24. April 2005 | Blog | Julia Hiller von Gaertringen

Sensationelle Erwerbung von Grabbe-Autographen

Die Lippische Landesbibliothek hat heute mit Hilfe der Gesellschaft der Freunde und Förderer der Lippischen Landesbibliothek e.V. zwei wichtige Grabbe-Autographen erwerben können.

Brief Grabbes an die Meyersche Hofbuchhandlung, Februar 1818

In diesem undatierten Brief bittet der sechzehnjährige Grabbe, die am 10. Februar 1818 bestellte Tragödie „Die Schuld“ von Adolph Müllner nicht zu liefern. Die Bestellung von A. W. Schlegels Shakespeare-Übersetzung soll aber aufrechterhalten und wenn möglich beschleunigt werden.

Die Schicksalstragödie Müllners eroberte nach ihrem Erscheinen 1816 die Bühnen Deutschlands im Sturm und blieb dort über ein Jahrzehnt präsent. Grabbe hat sie vermutlich im Winter 1817/18 im Detmolder Komödienhaus gesehen. Sie beeinflusste Grabbes Erstlingsdrama Herzog Theodor von Gothland im Hinblick auf Motivik und Stil. Das Studium von Shakespeares Werken wurde schon früh wegweisend für den angehenden jungen Dramatiker Grabbe. Er bestellte sich in den folgenden Monaten auch einzelne Bände der bei Hahn in Braunschweig und der bei Fleischer in Leipzig erscheinenden englischen Ausgaben und der Shakespeare-Übersetzung von Voss.

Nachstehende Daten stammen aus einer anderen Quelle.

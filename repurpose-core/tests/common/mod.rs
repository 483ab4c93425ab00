#![allow(dead_code)]

use async_trait::async_trait;
use repurpose_core::llm::{GenerationBackend, LLMError};
use std::collections::HashMap;
use std::sync::Mutex;
use std::time::Duration;

/// How a scripted model answers
#[derive(Clone, Debug)]
pub enum Behavior {
    /// Reply with `<model>: <last prompt line>`
    Echo,
    /// Reply with fixed text
    Reply(String),
    /// Echo after sleeping for the first `(marker, millis)` the prompt contains
    DelayedEcho(Vec<(String, u64)>),
    NotFound,
    RateLimit,
}

/// Backend whose per-model behaviour is fixed up front
pub struct ScriptedBackend {
    behaviors: HashMap<String, Behavior>,
    fallback: Behavior,
    discovered: Result<Vec<String>, LLMError>,
    calls: Mutex<Vec<String>>,
    finished: Mutex<Vec<String>>,
}

impl ScriptedBackend {
    pub fn new(fallback: Behavior) -> Self {
        Self {
            behaviors: HashMap::new(),
            fallback,
            discovered: Ok(Vec::new()),
            calls: Mutex::new(Vec::new()),
            finished: Mutex::new(Vec::new()),
        }
    }

    pub fn with_model(mut self, model: &str, behavior: Behavior) -> Self {
        self.behaviors.insert(model.to_string(), behavior);
        self
    }

    pub fn with_discovery(mut self, discovered: Result<Vec<String>, LLMError>) -> Self {
        self.discovered = discovered;
        self
    }

    /// Model names in call order
    pub fn calls(&self) -> Vec<String> {
        self.calls.lock().unwrap().clone()
    }

    /// Successful replies in completion order
    pub fn finished(&self) -> Vec<String> {
        self.finished.lock().unwrap().clone()
    }
}

#[async_trait]
impl GenerationBackend for ScriptedBackend {
    fn name(&self) -> &str {
        "scripted"
    }

    async fn generate(&self, model: &str, prompt: &str) -> Result<String, LLMError> {
        self.calls.lock().unwrap().push(model.to_string());
        let behavior = self.behaviors.get(model).unwrap_or(&self.fallback);
        let echo = format!("{model}: {}", prompt.lines().last().unwrap_or_default());
        let reply = match behavior {
            Behavior::Echo => echo,
            Behavior::Reply(text) => text.clone(),
            Behavior::DelayedEcho(delays) => {
                let millis = delays
                    .iter()
                    .find(|(marker, _)| prompt.contains(marker.as_str()))
                    .map_or(0, |(_, millis)| *millis);
                tokio::time::sleep(Duration::from_millis(millis)).await;
                echo
            }
            Behavior::NotFound => {
                return Err(LLMError::ModelNotFound {
                    model: model.to_string(),
                    message: "HTTP 404: model not found".to_string(),
                });
            }
            Behavior::RateLimit => {
                return Err(LLMError::RateLimit("HTTP 429: quota exceeded".to_string()));
            }
        };
        self.finished.lock().unwrap().push(reply.clone());
        Ok(reply)
    }

    async fn list_models(&self) -> Result<Vec<String>, LLMError> {
        self.discovered.clone()
    }
}

/// `n` distinct whitespace-separated words
pub fn words(n: usize, tag: &str) -> String {
    (0..n)
        .map(|i| format!("{tag}{i}"))
        .collect::<Vec<_>>()
        .join(" ")
}
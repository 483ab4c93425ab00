use anyhow::{Context, Result, bail};
use repurpose_core::RepurposeService;
use repurpose_core::ui::Spinner;

/// Handle the ask command - single question, plain reply on stdout
pub async fn handle_ask_command(service: &RepurposeService, question: &str) -> Result<()> {
    if question.trim().is_empty() {
        bail!("No question provided. Use: repurpose ask \"Your question here\"");
    }

    let spinner = Spinner::new("Asking Gemini...");
    let answer = service.ask(question).await;
    spinner.finish_and_clear();

    let answer = answer.context("Ask failed")?;
    println!("{}", answer.response);
    Ok(())
}
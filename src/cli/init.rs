use anyhow::{Context, Result};
use console::style;
use repurpose_core::RepurposeConfig;
use std::path::Path;

/// Handle the init command
pub fn handle_init_command(workspace: &Path, force: bool) -> Result<()> {
    println!("{}", style("Initialize repurpose configuration").blue().bold());
    println!("Workspace: {}", workspace.display());

    let created = RepurposeConfig::bootstrap_project(workspace, force)
        .with_context(|| "failed to initialize configuration files")?;

    match created {
        Some(path) => println!(
            "{} Wrote {}",
            style("✓").green().bold(),
            path.display()
        ),
        None => println!(
            "{} repurpose.toml already exists; rerun with --force to overwrite",
            style("!").yellow().bold()
        ),
    }

    Ok(())
}
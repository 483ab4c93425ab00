//! Command-line interface module
//!
//! Argument definitions live in `args`; each command has its own handler.

pub mod args;
pub mod ask;
pub mod generate;
pub mod history;
pub mod init;
pub mod input;
pub mod models;
pub mod segment;
pub mod templates;

pub use args::*;
pub use ask::handle_ask_command;
pub use generate::handle_generate_command;
pub use history::handle_history_command;
pub use init::handle_init_command;
pub use models::handle_models_command;
pub use segment::handle_segment_command;
pub use templates::handle_templates_command;
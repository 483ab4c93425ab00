use anyhow::{Context, Result};
use console::style;
use repurpose_core::{Platform, RepurposeConfig, TemplateRegistry, Tone};

/// Handle the templates command - show every (platform, tone) pairing
pub fn handle_templates_command(config: &RepurposeConfig) -> Result<()> {
    let registry = TemplateRegistry::with_overrides(&config.templates)
        .context("Invalid template overrides in configuration")?;

    println!("{}", style("Tones").blue().bold());
    for tone in Tone::ALL {
        println!("  {:<14} {}", tone.label(), style(tone.key()).dim());
    }

    println!();
    println!("{}", style("Platforms").blue().bold());
    for platform in Platform::ALL {
        println!("  {:<14} {}", platform.label(), style(platform.key()).dim());
    }

    println!();
    println!("{}", style("Templates").blue().bold());
    for platform in Platform::ALL {
        for tone in Tone::ALL {
            let overridden = config
                .templates
                .get(platform.key())
                .is_some_and(|tones| tones.contains_key(tone.key()));
            let status = if !registry.contains(platform, tone) {
                style("missing").red()
            } else if overridden {
                style("override").yellow()
            } else {
                style("built-in").green()
            };
            println!("  {:<10} {:<13} {status}", platform.key(), tone.key());
        }
    }

    Ok(())
}
use super::client::GenerationClient;
use super::provider::{GenerationBackend, LLMError};
use super::providers::GeminiProvider;
use crate::config::GenerationConfig;
use crate::config::api_keys::{ApiKeySources, get_gemini_api_key, model_override};
use async_trait::async_trait;
use std::sync::Arc;

/// Produces a ready [`GenerationClient`] on demand.
///
/// Connecting resolves credentials and runs model discovery, so callers defer
/// it until a batch actually has prompts to send.
#[async_trait]
pub trait ClientConnector: Send + Sync {
    async fn connect(&self) -> Result<GenerationClient, LLMError>;
}

/// Connects to Gemini using `[generation]` settings and the process environment
#[derive(Debug, Clone)]
pub struct GeminiConnector {
    config: GenerationConfig,
}

impl GeminiConnector {
    pub fn new(config: GenerationConfig) -> Self {
        Self { config }
    }
}

#[async_trait]
impl ClientConnector for GeminiConnector {
    async fn connect(&self) -> Result<GenerationClient, LLMError> {
        let sources = ApiKeySources::from_generation_config(&self.config);
        let api_key = get_gemini_api_key(&sources)
            .map_err(|e| LLMError::Authentication(e.to_string()))?;

        let provider = GeminiProvider::from_config(api_key, &self.config)?;
        let env_model = model_override();
        GenerationClient::connect(Arc::new(provider), &self.config, env_model.as_deref()).await
    }
}

/// Connects an already-constructed backend
pub struct BackendConnector {
    backend: Arc<dyn GenerationBackend>,
    config: GenerationConfig,
}

impl BackendConnector {
    pub fn new(backend: Arc<dyn GenerationBackend>, config: GenerationConfig) -> Self {
        Self { backend, config }
    }
}

#[async_trait]
impl ClientConnector for BackendConnector {
    async fn connect(&self) -> Result<GenerationClient, LLMError> {
        GenerationClient::connect(self.backend.clone(), &self.config, None).await
    }
}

Grabbes Brief kann erst kurz vor dem 3. März 1818 geschrieben worden sein, denn die Meyersche Hofbuchhandlung hat die Stornierung nicht mehr durchgeführt und Müllners „Schuld“ zusammen mit dem Shakespeare-Band an diesem Tag geliefert.
Die Existenz dieses Briefes war aus einem Auktionskatalog der Firma C. G. Boerner in Leipzig bekannt. Dort ist er am 19./20. Februar 1907 versteigert worden. Da im Auktionskatalog auch Angaben zum Inhalt gemacht wurden, konnte Alfred Bergmann ihn in der Historisch-Kritischen Gesamtausgabe der Werke und Briefe Grabbes unter Nr. 20 verzeichnen. Nun ist der Brief im Autographenhandel wieder aufgetaucht.

Brief August Klingemanns an Ludwig Tieck. Braunschweig, 8. September 1823

Grabbes Versuche, an einem Berliner Theater als Schauspieler oder Dramaturg unterzukommen, waren im Frühjahr 1823 fehlgeschlagen: Grund genug für den enttäuschten Dichter, die Stadt zu verlassen und sich  nach Dresden zu begeben, wo er alle Hoffnungen auf Ludwig Tieck setzte. Trotz Tiecks Unterstützung gelang es Grabbe aber nicht, am Dresdner Theater Fuß zu fassen – im Gegenteil, Tieck war über seine schauderhafte Aussprache entsetzt und von der Persönlichkeit des Detmolders eher abgestoßen.

Als klar wurde, dass sich für Grabbe in Dresden keine berufliche Perspektive ergab, schickte Tieck ihn mit einem Auftrag an die Viewegsche Verlagsbuchhandlung nach Braunschweig. Er gab ihm ein Empfehlungsschreiben an August Klingemann mit, den Intendanten des Braunschweiger Nationaltheaters. Nach einem Zwischenaufenthalt in Leipzig kam Grabbe Anfang August 1823 in Braunschweig an. Doch auch August Klingemann bewertete Grabbes Schauspieltalent negativ. In dem jetzt erworbenen Brief an Tieck, der erst nach Grabbes Abreise von Braunschweig geschrieben wurde, äußert sich Klingemann ausführlich über Grabbes Darstellungsdrang und poetische Qualifikation.

Der Brief ist am 24. November 1908 durch das Auktionshaus Stargardt versteigert worden und jetzt erneut in den Autographenhandel gelangt.